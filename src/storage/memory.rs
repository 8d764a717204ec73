//! In-memory storage, used for previews and tests

use std::collections::BTreeMap;

use async_trait::async_trait;
use serde_json::{Map, Value};
use tokio::sync::RwLock;

use super::{check_key, Storage, StorageError};

/// A storage backend that keeps everything in process memory
#[derive(Default)]
pub struct MemoryStorage {
    entries: RwLock<BTreeMap<String, Value>>,
}

impl MemoryStorage {
    pub fn new() -> Self {
        Self::default()
    }

    /// Create with pre-loaded entries
    pub fn with_entries<I, K>(entries: I) -> Self
    where
        I: IntoIterator<Item = (K, Value)>,
        K: Into<String>,
    {
        Self {
            entries: RwLock::new(entries.into_iter().map(|(k, v)| (k.into(), v)).collect()),
        }
    }

    /// A copy of everything currently stored
    pub async fn snapshot(&self) -> BTreeMap<String, Value> {
        self.entries.read().await.clone()
    }
}

#[async_trait]
impl Storage for MemoryStorage {
    async fn get(&self, key: &str) -> Result<Option<Value>, StorageError> {
        check_key(key)?;
        Ok(self.entries.read().await.get(key).cloned())
    }

    async fn set(&self, key: &str, value: Value) -> Result<(), StorageError> {
        check_key(key)?;
        self.entries.write().await.insert(key.to_string(), value);
        Ok(())
    }

    async fn remove(&self, key: &str) -> Result<(), StorageError> {
        check_key(key)?;
        self.entries.write().await.remove(key);
        Ok(())
    }

    async fn all_with_prefix(&self, prefix: &str) -> Result<Map<String, Value>, StorageError> {
        Ok(self
            .entries
            .read()
            .await
            .range(prefix.to_string()..)
            .take_while(|(key, _)| key.starts_with(prefix))
            .map(|(key, value)| (key.clone(), value.clone()))
            .collect())
    }
}

#[cfg(test)]
mod tests {
    use super::*;
    use serde_json::json;

    #[tokio::test]
    async fn test_prefix_scan_is_bounded() {
        let storage = MemoryStorage::with_entries([
            ("completed", json!(true)),
            ("response-1-1", json!({})),
            ("response-2-9", json!({})),
            ("start", json!(0)),
        ]);

        let responses = storage.all_with_prefix("response").await.unwrap();
        assert_eq!(responses.len(), 2);
        assert!(storage.all_with_prefix("nothing").await.unwrap().is_empty());
    }

    #[tokio::test]
    async fn test_remove_all() {
        let storage = MemoryStorage::with_entries([("a", json!(1)), ("b", json!(2)), ("c", json!(3))]);
        storage.remove_all(&["a", "b", "missing"]).await.unwrap();
        let left: Vec<_> = storage.snapshot().await.into_keys().collect();
        assert_eq!(left, vec!["c"]);
    }
}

------------------------------

Restating every entry above word for word is the whole task.

filename src/storage/memory.rs
repository 8d764a717204ec73
//! In-memory storage, used for previews and tests

use std::collections::BTreeMap;

use async_trait::async_trait;
use serde_json::{Map, Value};
use tokio::sync::RwLock;

use super::{check_key, Storage, StorageError};

/// A storage backend that keeps everything in process memory
#[derive(Default)]
pub struct MemoryStorage {
    entries: RwLock<BTreeMap<String, Value>>,
}

impl MemoryStorage {
    pub fn new() -> Self {
        Self::default()
    }

    /// Create with pre-loaded entries
    pub fn with_entries<I, K>(entries: I) -> Self
    where
        I: IntoIterator<Item = (K, Value)>,
        K: Into<String>,
    {
        Self {
            entries: RwLock::new(entries.into_iter().map(|(k, v)| (k.into(), v)).collect()),
        }
    }

    /// A copy of everything currently stored
    pub async fn snapshot(&self) -> BTreeMap<String, Value> {
        self.entries.read().await.clone()
    }
}

#[async_trait]
impl Storage for MemoryStorage {
    async fn get(&self, key: &str) -> Result<Option<Value>, StorageError> {
        check_key(key)?;
        Ok(self.entries.read().await.get(key).cloned())
    }

    async fn set(&self, key: &str, value: Value) -> Result<(), StorageError> {
        check_key(key)?;
        self.entries.write().await.insert(key.to_string(), value);
        Ok(())
    }

    async fn remove(&self, key: &str) -> Result<(), StorageError> {
        check_key(key)?;
        self.entries.write().await.remove(key);
        Ok(())
    }

    async fn all_with_prefix(&self, prefix: &str) -> Result<Map<String, Value>, StorageError> {
        Ok(self
            .entries
            .read()
            .await
            .range(prefix.to_string()..)
            .take_while(|(key, _)| key.starts_with(prefix))
            .map(|(key, value)| (key.clone(), value.clone()))
            .collect())
    }
}

#[cfg(test)]
mod tests {
    use super::*;
    use serde_json::json;

    #[tokio::test]
    async fn test_prefix_scan_is_bounded() {
        let storage = MemoryStorage::with_entries([
            ("completed", json!(true)),
            ("response-1-1", json!({})),
            ("response-2-9", json!({})),
            ("start", json!(0)),
        ]);

        let responses = storage.all_with_prefix("response").await.unwrap();
        assert_eq!(responses.len(), 2);
        assert!(storage.all_with_prefix("nothing").await.unwrap().is_empty());
    }

    #[tokio::test]
    async fn test_remove_all() {
        let storage = MemoryStorage::with_entries([("a", json!(1)), ("b", json!(2)), ("c", json!(3))]);
        storage.remove_all(&["a", "b", "missing"]).await.unwrap();
        let left: Vec<_> = storage.snapshot().await.into_keys().collect();
        assert_eq!(left, vec!["c"]);
    }
}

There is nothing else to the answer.